To determine proportion of total neurons that are positive for nNOS, the ratio of nNOS neurons to Hu neurons were counted from wholemount preparations from 8 regions of the rat stomach (Fig 1). These regions were the ventral fundus (1), ventral corpus closer to the lesser curvature (2), ventral corpus closer to the greater curvature (3), ventral antrum closer to the greater curvature which includes the region of transition from corpus to antrum (4), ventral antrum at the lesser curvature (5), dorsal corpus (6), dorsal fundus (7), and dorsal antrum (8).
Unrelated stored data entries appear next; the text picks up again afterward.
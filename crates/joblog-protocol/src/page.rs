//! Events endpoint response body.

use serde::{Deserialize, Deserializer, Serialize};

use crate::cursor::Cursor;
use crate::error::DecodeError;
use crate::event::Event;

/// One page of events plus the cursor for the next request.
#[derive(Debug, Clone, PartialEq, Eq, Serialize, Deserialize)]
pub struct EventsPage {
    /// Events in server order.
    #[serde(default, deserialize_with = "decode_events")]
    pub events: Vec<Event>,

    /// Cursor for the next request. `None` means the stream has ended and no
    /// further events will ever be served.
    #[serde(default)]
    pub next: Option<Cursor>,
}

impl EventsPage {
    /// Page that carries events and continues at `next`.
    pub fn new(events: Vec<Event>, next: Option<Cursor>) -> Self {
        Self { events, next }
    }

    /// Decode a response body.
    pub fn from_slice(body: &[u8]) -> Result<Self, DecodeError> {
        let value: serde_json::Value = serde_json::from_slice(body)?;
        Self::from_value(value)
    }

    /// Decode an already-parsed response body.
    pub fn from_value(value: serde_json::Value) -> Result<Self, DecodeError> {
        if !value.is_object() {
            return Err(DecodeError::WrongType {
                field: "<body>",
                expected: "object",
            });
        }
        if let Some(events) = value.get("events") {
            if !events.is_array() && !events.is_null() {
                return Err(DecodeError::WrongType {
                    field: "events",
                    expected: "array",
                });
            }
        }
        Ok(serde_json::from_value(value)?)
    }

    /// Whether this is the final page of the stream.
    pub fn is_last(&self) -> bool {
        self.next.is_none()
    }
}

fn decode_events<'de, D>(deserializer: D) -> Result<Vec<Event>, D::Error>
where
    D: Deserializer<'de>,
{
    let raw: Option<Vec<serde_json::Value>> = Option::deserialize(deserializer)?;
    Ok(raw
        .unwrap_or_default()
        .into_iter()
        .map(Event::decode)
        .collect())
}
From each region from each animal, a cohort of 200 Hu positive cells were counted. Hu cells were located, without knowledge of their being nNOS positive. Of the Hu positive cells, the number of nNOS positive cells was then counted to obtain the proportions of nNOS neurons in that region.

The cell profile areas (μm²) of nNOS immunoreactive neurons were determined using Zen Blue software (Zeiss, Sydney, Australia). The Draw-Spline Contour tool was used to trace a border around the edges of nNOS positive cells, including the cell body and dendrites, to obtain measurement data.